All Over The Map: How were Lincoln, Mason and Okanogan counties named?
Aug 26, 2022, 9:10 AM | Updated: Jan 19, 2023, 8:59 am
Episode number eight of “County Countdown” – a multi-year, thirteen-part All Over The Map series about the place-name origins of Washington counties and county seats – is the #LMAO edition. In this case, “LMAO,” of course, stands for Lincoln, Mason, and Okanogan counties.
Lincoln County
is in Eastern Washington, northwest of Spokane along US Highway 2. It was created November 24, 1883, from part of Spokane County, and it was named, not surprisingly, after Abraham Lincoln. There was talk at the time of sycophantically naming it “Sprague County” after Northern Pacific Railway president John W. Sprague – who is also a Tacoma co-founder as well as that city’s first mayor.

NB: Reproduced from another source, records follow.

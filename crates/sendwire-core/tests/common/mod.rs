//! In-memory SMTP server for exercising the send workflow.

#![allow(dead_code, clippy::unwrap_used, clippy::missing_panics_doc)]

use sendwire_core::{Encryption, SmtpSettings};
use sendwire_smtp::connection::BoxedIo;
use sendwire_smtp::{Connector, Result};
use std::io;
use std::sync::{Arc, Mutex};
use tokio::io::{AsyncBufReadExt, AsyncWriteExt, BufReader, DuplexStream};

/// What the stub server saw.
#[derive(Debug, Default)]
pub struct Seen {
    pub transcript: Vec<String>,
    pub message: String,
    pub connects: usize,
}

/// Connector whose every connection reaches an accept-everything server.
#[derive(Debug, Clone, Default)]
pub struct StubConnector {
    /// `(line prefix, reply)` overrides.
    pub rejections: Vec<(String, String)>,
    /// Final reply to DATA.
    pub queued: Option<String>,
    pub seen: Arc<Mutex<Seen>>,
}

impl StubConnector {
    pub fn new() -> Self {
        Self::default()
    }

    pub fn reject(mut self, prefix: &str, reply: &str) -> Self {
        self.rejections.push((prefix.into(), reply.into()));
        self
    }

    pub fn queued(mut self, reply: &str) -> Self {
        self.queued = Some(reply.into());
        self
    }

    pub fn transcript(&self) -> Vec<String> {
        self.seen.lock().unwrap().transcript.clone()
    }

    pub fn message(&self) -> String {
        self.seen.lock().unwrap().message.clone()
    }

    pub fn connects(&self) -> usize {
        self.seen.lock().unwrap().connects
    }

    async fn serve(self, io: DuplexStream) {
        let mut reader = BufReader::new(io);
        let mut tls = false;
        let mut auth_lines = 0u8;
        write(&mut reader, "220 stub.example.com ESMTP").await;

        let mut line = String::new();
        loop {
            line.clear();
            if reader.read_line(&mut line).await.unwrap_or(0) == 0 {
                return;
            }
            let command = line.trim_end().to_string();
            self.seen.lock().unwrap().transcript.push(command.clone());

            if let Some((_, reply)) = self
                .rejections
                .iter()
                .find(|(prefix, _)| command.starts_with(prefix.as_str()))
            {
                write(&mut reader, reply).await;
                continue;
            }

            let reply = match command.as_str() {
                _ if auth_lines == 1 => {
                    auth_lines = 2;
                    "334 UGFzc3dvcmQ6".to_string()
                }
                _ if auth_lines == 2 => {
                    auth_lines = 0;
                    "235 2.7.0 Accepted".to_string()
                }
                c if c.starts_with("EHLO") && !tls => {
                    "250-stub.example.com\r\n250-STARTTLS\r\n250 AUTH LOGIN".to_string()
                }
                c if c.starts_with("EHLO") => "250-stub.example.com\r\n250 AUTH LOGIN".to_string(),
                "STARTTLS" => {
                    tls = true;
                    "220 Go ahead".to_string()
                }
                "AUTH LOGIN" => {
                    auth_lines = 1;
                    "334 VXNlcm5hbWU6".to_string()
                }
                "DATA" => {
                    write(&mut reader, "354 Go ahead").await;
                    let mut message = String::new();
                    loop {
                        line.clear();
                        if reader.read_line(&mut line).await.unwrap_or(0) == 0 || line == ".\r\n" {
                            break;
                        }
                        message.push_str(&line);
                    }
                    {
                        let mut seen = self.seen.lock().unwrap();
                        seen.message = message;
                        seen.transcript.push("<message>".into());
                    }
                    self.queued.clone().unwrap_or_else(|| "250 2.0.0 Ok: queued".into())
                }
                "QUIT" => {
                    write(&mut reader, "221 Bye").await;
                    return;
                }
                _ => "250 Ok".to_string(),
            };
            write(&mut reader, &reply).await;
        }
    }
}

async fn write(reader: &mut BufReader<DuplexStream>, text: &str) {
    let io = reader.get_mut();
    let _ = io.write_all(format!("{text}\r\n").as_bytes()).await;
    let _ = io.flush().await;
}

impl Connector for StubConnector {
    async fn connect(&self, _host: &str, _port: u16) -> io::Result<BoxedIo> {
        let (client, server) = tokio::io::duplex(64 * 1024);
        self.seen.lock().unwrap().connects += 1;
        tokio::spawn(self.clone().serve(server));
        Ok(Box::new(client))
    }

    async fn handshake(&self, io: BoxedIo, _host: &str) -> Result<BoxedIo> {
        self.seen.lock().unwrap().transcript.push("<tls>".into());
        Ok(io)
    }
}

/// The settings of the reference scenario.
pub fn settings() -> SmtpSettings {
    SmtpSettings {
        enabled: true,
        host: "smtp.example.com".into(),
        port: 587,
        username: "u".into(),
        password: "p".into(),
        from_email: "a@example.com".into(),
        from_name: "A".into(),
        encryption: Encryption::Tls,
        ..SmtpSettings::default()
    }
}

The county seat is Davenport, which is on Highway 2 west of Reardan, and was named for merchant J.C. Davenport. Rumors are that many people living in the area in 2022 are much more partial to the town’s earlier name: the evocative and poetic “Cottonwood Springs.”
Part of the story gets complicated, as is often the case with local history. The Lincoln County town of Sprague – a railroad town which was more successful in naming itself for John Sprague – stole the county seat away from Davenport in a dubious election in 1884.
Somehow, the 600 or 700 residents living in Sprague in 1884 cast more than 1,000 votes in favor of moving the county seat there. An old history book from the early 20th-century quotes sources who say those extra votes came from children and from railroad passengers who happened to be traveling through Sprague on election day. After the contested ballot, an armed mob from Sprague – who had been deputized by city officials – descended on Davenport and captured the county records. Davenport won everything back in a process regarded as much fairer in 1896.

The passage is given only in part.